---- GIVEN RECORDS

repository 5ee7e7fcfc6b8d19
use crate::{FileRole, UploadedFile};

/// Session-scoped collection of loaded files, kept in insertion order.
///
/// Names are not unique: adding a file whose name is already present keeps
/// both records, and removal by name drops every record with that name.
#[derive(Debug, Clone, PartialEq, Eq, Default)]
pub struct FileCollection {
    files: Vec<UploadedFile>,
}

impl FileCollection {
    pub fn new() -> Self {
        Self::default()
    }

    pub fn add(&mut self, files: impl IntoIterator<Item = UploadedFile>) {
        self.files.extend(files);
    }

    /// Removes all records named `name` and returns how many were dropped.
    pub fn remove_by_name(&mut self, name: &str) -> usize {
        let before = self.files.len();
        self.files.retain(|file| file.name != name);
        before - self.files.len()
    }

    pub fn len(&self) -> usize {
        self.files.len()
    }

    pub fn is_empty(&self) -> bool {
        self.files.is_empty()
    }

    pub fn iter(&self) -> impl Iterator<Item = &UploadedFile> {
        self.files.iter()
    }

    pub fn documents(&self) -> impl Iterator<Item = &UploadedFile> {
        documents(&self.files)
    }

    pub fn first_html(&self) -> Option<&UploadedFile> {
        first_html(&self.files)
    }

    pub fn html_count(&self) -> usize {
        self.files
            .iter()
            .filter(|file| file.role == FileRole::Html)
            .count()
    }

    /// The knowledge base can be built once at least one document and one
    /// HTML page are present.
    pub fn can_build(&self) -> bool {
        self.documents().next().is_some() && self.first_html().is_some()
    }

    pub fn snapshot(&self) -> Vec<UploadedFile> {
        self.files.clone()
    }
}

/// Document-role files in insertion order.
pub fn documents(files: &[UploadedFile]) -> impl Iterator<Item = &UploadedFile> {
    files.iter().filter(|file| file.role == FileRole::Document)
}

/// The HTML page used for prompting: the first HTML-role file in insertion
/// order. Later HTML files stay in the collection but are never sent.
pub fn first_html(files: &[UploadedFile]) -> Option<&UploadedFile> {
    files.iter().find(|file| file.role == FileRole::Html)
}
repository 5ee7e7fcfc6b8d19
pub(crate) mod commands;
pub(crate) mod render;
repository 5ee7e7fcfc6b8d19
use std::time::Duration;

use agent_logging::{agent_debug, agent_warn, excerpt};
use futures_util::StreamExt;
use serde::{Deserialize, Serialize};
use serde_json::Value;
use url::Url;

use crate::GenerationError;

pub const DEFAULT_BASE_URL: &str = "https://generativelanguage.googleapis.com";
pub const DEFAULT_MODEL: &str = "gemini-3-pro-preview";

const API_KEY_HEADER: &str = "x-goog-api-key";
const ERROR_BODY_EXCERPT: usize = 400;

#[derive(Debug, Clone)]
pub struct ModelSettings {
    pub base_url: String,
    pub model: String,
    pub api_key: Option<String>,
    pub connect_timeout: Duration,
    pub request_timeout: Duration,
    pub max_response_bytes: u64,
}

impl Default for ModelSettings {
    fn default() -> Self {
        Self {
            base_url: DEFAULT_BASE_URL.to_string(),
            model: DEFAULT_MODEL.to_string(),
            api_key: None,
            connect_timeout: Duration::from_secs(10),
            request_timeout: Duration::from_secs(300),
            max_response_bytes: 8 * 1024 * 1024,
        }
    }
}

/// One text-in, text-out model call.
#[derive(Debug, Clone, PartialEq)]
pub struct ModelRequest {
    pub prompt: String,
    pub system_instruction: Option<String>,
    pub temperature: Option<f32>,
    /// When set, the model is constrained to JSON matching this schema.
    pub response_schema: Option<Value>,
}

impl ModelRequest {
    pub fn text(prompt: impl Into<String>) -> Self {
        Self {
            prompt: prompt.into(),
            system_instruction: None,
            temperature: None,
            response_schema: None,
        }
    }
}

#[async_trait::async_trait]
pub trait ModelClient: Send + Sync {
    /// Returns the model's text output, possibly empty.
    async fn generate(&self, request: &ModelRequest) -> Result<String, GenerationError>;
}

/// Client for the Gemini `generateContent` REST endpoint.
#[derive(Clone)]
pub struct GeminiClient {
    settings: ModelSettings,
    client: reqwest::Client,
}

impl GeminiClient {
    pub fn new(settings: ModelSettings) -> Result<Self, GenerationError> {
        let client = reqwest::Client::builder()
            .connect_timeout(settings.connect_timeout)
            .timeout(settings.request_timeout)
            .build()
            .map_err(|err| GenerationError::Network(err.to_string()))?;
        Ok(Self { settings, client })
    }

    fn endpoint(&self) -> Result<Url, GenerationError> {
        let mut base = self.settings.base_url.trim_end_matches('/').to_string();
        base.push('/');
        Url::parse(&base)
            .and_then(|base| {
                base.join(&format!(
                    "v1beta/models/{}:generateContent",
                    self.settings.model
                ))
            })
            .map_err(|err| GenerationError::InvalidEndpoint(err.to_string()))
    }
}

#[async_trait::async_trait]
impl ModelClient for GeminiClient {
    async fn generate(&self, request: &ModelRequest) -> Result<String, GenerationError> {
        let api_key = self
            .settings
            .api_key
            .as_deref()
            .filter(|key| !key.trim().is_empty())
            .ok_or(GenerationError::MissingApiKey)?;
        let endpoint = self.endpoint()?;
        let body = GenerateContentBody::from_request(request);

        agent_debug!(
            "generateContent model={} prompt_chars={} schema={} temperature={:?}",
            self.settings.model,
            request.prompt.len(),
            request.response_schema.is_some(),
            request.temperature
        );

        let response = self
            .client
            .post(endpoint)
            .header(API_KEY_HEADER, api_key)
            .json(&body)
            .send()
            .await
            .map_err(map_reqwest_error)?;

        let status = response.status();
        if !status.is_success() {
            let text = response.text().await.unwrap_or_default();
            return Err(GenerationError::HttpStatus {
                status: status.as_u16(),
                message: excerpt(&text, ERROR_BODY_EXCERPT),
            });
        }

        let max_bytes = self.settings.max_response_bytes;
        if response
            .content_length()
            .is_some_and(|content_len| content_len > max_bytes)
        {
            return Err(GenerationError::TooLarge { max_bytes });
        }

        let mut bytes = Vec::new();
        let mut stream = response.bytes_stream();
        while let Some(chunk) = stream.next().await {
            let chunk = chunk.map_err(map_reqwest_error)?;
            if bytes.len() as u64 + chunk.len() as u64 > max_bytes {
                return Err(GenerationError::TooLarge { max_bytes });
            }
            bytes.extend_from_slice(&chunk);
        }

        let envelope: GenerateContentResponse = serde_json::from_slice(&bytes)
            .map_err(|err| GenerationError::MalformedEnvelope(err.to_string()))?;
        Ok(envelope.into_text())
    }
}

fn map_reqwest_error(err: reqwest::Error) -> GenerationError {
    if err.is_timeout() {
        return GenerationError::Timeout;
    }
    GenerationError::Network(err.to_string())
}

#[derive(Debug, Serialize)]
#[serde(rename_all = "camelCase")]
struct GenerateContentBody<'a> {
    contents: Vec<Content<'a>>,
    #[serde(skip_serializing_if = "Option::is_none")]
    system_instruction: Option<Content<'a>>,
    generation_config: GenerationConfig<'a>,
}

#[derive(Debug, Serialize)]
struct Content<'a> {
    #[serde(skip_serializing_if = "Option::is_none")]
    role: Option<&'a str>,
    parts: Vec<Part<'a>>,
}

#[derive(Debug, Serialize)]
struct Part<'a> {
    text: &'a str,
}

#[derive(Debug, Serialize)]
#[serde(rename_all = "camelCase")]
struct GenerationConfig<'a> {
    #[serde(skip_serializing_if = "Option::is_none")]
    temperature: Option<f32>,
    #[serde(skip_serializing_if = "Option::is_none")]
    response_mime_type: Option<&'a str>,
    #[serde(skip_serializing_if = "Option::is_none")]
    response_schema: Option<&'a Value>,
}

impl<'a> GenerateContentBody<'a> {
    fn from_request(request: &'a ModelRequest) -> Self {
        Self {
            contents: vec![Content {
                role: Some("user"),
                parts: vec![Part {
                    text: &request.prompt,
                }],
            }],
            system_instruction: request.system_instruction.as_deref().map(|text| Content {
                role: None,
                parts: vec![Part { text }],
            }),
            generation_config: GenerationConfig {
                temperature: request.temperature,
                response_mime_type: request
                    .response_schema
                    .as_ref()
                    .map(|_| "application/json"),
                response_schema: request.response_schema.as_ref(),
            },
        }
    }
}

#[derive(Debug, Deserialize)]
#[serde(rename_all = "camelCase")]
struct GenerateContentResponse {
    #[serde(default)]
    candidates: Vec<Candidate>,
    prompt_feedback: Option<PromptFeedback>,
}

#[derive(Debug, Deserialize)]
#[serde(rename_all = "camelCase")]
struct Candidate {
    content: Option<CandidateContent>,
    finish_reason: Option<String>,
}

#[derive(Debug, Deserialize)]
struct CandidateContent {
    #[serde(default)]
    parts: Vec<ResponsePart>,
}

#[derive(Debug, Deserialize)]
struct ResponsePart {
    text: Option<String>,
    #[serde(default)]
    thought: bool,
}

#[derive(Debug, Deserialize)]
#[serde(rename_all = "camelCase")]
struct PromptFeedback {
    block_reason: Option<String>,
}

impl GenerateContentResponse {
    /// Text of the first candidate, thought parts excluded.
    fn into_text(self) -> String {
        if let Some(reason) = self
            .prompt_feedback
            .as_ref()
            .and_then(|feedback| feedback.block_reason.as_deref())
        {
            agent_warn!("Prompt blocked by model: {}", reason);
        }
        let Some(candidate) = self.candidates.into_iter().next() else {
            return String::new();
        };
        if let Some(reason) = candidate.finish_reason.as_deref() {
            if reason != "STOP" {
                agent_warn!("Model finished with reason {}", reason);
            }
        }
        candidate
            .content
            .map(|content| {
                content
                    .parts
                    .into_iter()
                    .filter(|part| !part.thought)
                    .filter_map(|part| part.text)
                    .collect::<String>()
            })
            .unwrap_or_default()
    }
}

--------

PROBLEM DESCRIPTION - Taking the records from the top, repeat each line exactly until you have repeated the line that contains "many were dropped.".

RESPONSE TO THE EXERCISE -
repository 5ee7e7fcfc6b8d19
use crate::{FileRole, UploadedFile};

/// Session-scoped collection of loaded files, kept in insertion order.
///
/// Names are not unique: adding a file whose name is already present keeps
/// both records, and removal by name drops every record with that name.
#[derive(Debug, Clone, PartialEq, Eq, Default)]
pub struct FileCollection {
    files: Vec<UploadedFile>,
}

impl FileCollection {
    pub fn new() -> Self {
        Self::default()
    }

    pub fn add(&mut self, files: impl IntoIterator<Item = UploadedFile>) {
        self.files.extend(files);
    }

    /// Removes all records named `name` and returns how many were dropped.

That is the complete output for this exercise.